While remaining true to his experimental roots, Tony Jay offers his most song-oriented set. The 15 tracks on Knife Is but a Dream point to ageless cycles: birth, death, love, terror. Working with a range of ambient sonics, opaque vocals, and lo-fi production approaches, Jay explores the connections between creation and death, reconciling his romantic and nihilistic impulses.

“Something Kind” is bathed in serrated static and balmy mist, Jay’s voice emerging – grief-stricken, narcotized, otherworldly. “I just called because I can’t stand the words inside my head”, he moans. The aptly titled “Cool Beat”, meanwhile, is built around just that, a metronomic pulse morphing into a vaporwave-inspired mix of crunchy atmospherics and clangorous accents. Jay stands at the intersection of anger and grief, lost in the kind of confusion that can kill but can also yield understanding, wisdom, compassion.

The title song is a garage-y slowcore take that recalls Horse Jumper of Love or the slow- part of Death Crash. A clean yet muffled electric guitar reverberates in a fuzzy cosmos, as Jay struggles to articulate his words. “The Softest String” features Jay’s affinity for decayed/decaying elegance a la Grouper, an acoustic guitar, spectral background vocals, and synthy accents coalescing into a bardic soundtrack. The piece is somehow celestial yet disturbing, much in the way that blue sky or calm water or good news can trigger fear of the unknown/what might happen next.

“A Dream Goes on Forever” unfurls as the musical analog to an erasure poem. The listener imagines a clear, fully formed track being edited, cut away, jabbed, gutted, until broken bones and slabs of flesh remain. With “Spider Plants”, Jay’s electric guitar gets toothy, juxtaposed with a synthy thread that sways in a summery breeze. “The World in Julia’s Eyes” brings to mind Elliott Smith in the afterlife, a folksy ghost singing from a dim hallway into a cheap microphone, broadcast through a vintage walkie-talkie. As the song progresses, guitar static comes unspooled, long, scratchy notes dragged across the audial field.

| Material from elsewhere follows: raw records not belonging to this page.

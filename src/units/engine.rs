//! The convergence executor: walk the catalog, tolerate per-unit failure.
use std::collections::HashSet;

use super::{Context, Gate, Unit, UnitResult};
use crate::logging::UnitStatus;

/// Outcome of a whole run, by unit name.
#[derive(Debug, Default, Clone)]
pub struct Report {
    /// Units that completed (including dry-run previews).
    pub succeeded: Vec<String>,
    /// Units skipped with a reason: no strategy, failed prerequisite, or an
    /// explicit runtime skip.
    pub warned: Vec<String>,
    /// Units that errored. Never aborts the run.
    pub failed: Vec<String>,
}

impl Report {
    /// Whether every attempted unit succeeded.
    #[must_use]
    pub fn is_clean(&self) -> bool {
        self.failed.is_empty()
    }
}

/// Execute units in declaration order.
///
/// Per spec of the decision table:
/// - disabled units are recorded quietly as not applicable;
/// - unsupported units are skipped with a logged reason;
/// - a failing unit is logged as a warning-level event and the run
///   continues with later independent units;
/// - units whose declared prerequisites failed (directly or transitively)
///   are hard-skipped with a clear warning instead of producing a confusing
///   downstream error.
pub fn run_units(units: &[Box<dyn Unit>], ctx: &Context) -> Report {
    let mut report = Report::default();
    let mut unavailable: HashSet<&'static str> = HashSet::new();

    for unit in units {
        let name = unit.name();

        if let Some(dep) = unit
            .dependencies()
            .iter()
            .find(|dep| unavailable.contains(**dep))
        {
            let reason = format!("prerequisite '{dep}' failed");
            ctx.log.warn(&format!("skipping {name}: {reason}"));
            ctx.log.record_unit(name, UnitStatus::Skipped, Some(&reason));
            report.warned.push(name.to_string());
            // Transitive dependents must be skipped too.
            unavailable.insert(name);
            continue;
        }

        match unit.gate(ctx) {
            Gate::Disabled(reason) => {
                ctx.log.debug(&format!("skipping {name}: {reason}"));
                ctx.log
                    .record_unit(name, UnitStatus::NotApplicable, Some(&reason));
            }
            Gate::Unsupported(reason) => {
                ctx.log.warn(&format!("skipping {name}: {reason}"));
                ctx.log.record_unit(name, UnitStatus::Skipped, Some(&reason));
                report.warned.push(name.to_string());
                unavailable.insert(name);
            }
            Gate::Run => {
                ctx.log.stage(name);
                match unit.run(ctx) {
                    Ok(UnitResult::Ok) => {
                        ctx.log.record_unit(name, UnitStatus::Ok, None);
                        report.succeeded.push(name.to_string());
                    }
                    Ok(UnitResult::DryRun) => {
                        ctx.log.record_unit(name, UnitStatus::DryRun, None);
                        report.succeeded.push(name.to_string());
                    }
                    Ok(UnitResult::Skipped(reason)) => {
                        ctx.log.info(&format!("skipped: {reason}"));
                        ctx.log.record_unit(name, UnitStatus::Skipped, Some(&reason));
                        report.warned.push(name.to_string());
                        unavailable.insert(name);
                    }
                    Err(e) => {
                        ctx.log.warn(&format!("{name} failed: {e:#}"));
                        ctx.log
                            .record_unit(name, UnitStatus::Failed, Some(&format!("{e:#}")));
                        report.failed.push(name.to_string());
                        unavailable.insert(name);
                    }
                }
            }
        }
    }

    report
}
use thiserror::Error;

use crate::simulation::State;

/// Errors raised while building an automaton, grid or canvas.
///
/// These indicate a defect in the rule or colour tables handed to the
/// engine; nothing is built when one is returned.
#[derive(Debug, Clone, PartialEq, Error)]
pub enum ConfigError {
    /// The rule table and colouring describe a different number of states.
    #[error("mismatched lengths of transitions and colouring: {transitions} != {colouring}")]
    MismatchedLengths { transitions: usize, colouring: usize },

    /// An automaton must describe at least two states.
    #[error("an automaton must describe at least 2 states, got {0}")]
    TooFewStates(usize),

    /// A colour channel lies outside the closed interval [0, 1].
    #[error("colouring for state {state} invalid: channel {channel} = {value} is outside [0, 1]")]
    ColourOutOfRange {
        state: State,
        channel: usize,
        value: f32,
    },

    /// A rule targets a state the automaton does not define.
    #[error("state {state}, rule {rule} has invalid new state {target} (max = {max})")]
    InvalidTarget {
        state: State,
        rule: usize,
        target: State,
        max: State,
    },

    /// A state index was skipped while registering rules and never declared.
    #[error("state {0} has no rules and was never declared as a fixed point")]
    UndeclaredState(State),

    /// The canvas cannot give every cell at least one pixel.
    #[error("{cells} cells cannot fit in {pixels} pixels along the {axis} axis")]
    CanvasTooSmall {
        axis: char,
        cells: usize,
        pixels: usize,
    },

    /// The window cannot be expressed in the `u32` sizes windows and GPU
    /// buffers use.
    #[error("window of {width}x{height} pixels exceeds {max} along an axis", max = u32::MAX)]
    WindowTooLarge { width: usize, height: usize },

    /// Steps must be paced at a positive rate.
    #[error("fps must be greater than zero")]
    ZeroFps,

    /// A grid needs at least one cell.
    #[error("grid dimensions must be non-zero, got {width}x{height}")]
    EmptyGrid { width: usize, height: usize },

    /// Grid columns have differing heights.
    #[error("grid column {column} has height {found}, expected {expected}")]
    RaggedGrid {
        column: usize,
        expected: usize,
        found: usize,
    },
}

“Treasury of Reveries” with its tilt toward underworld strangeness and surreal pop inventiveness crosses such acts as Duster, Spirit of the Beehive and Dean Blunt. As alluring as it is unsettling, discombobulating as entrancing, the song seems like something that might play in a moldy music box found hidden behind a wall in an abandoned house. This is the cut that drones right before the main character’s life takes a decided turn toward the magical. Or the tragic. “This Sux” works with a similar vibe and tone, sounding as if it’s playing underwater, or from behind a forcefield, or from within a pyre in which some ancient vampire committed suicide. Jay’s lyrics are almost discernible, but not quite.

With Knife Is but a Dream, Jay continues to explore psychic mazes, labyrinths, and limbos. There’s disorientation here but also a sense of acceptance. Depression, dejection, consternation, but also equanimity. There’s birth, deconstruction, vanishment. In this sense, Jay’s tracks function like mandalas, symbols of striking beauty that point to inevitable impermanence.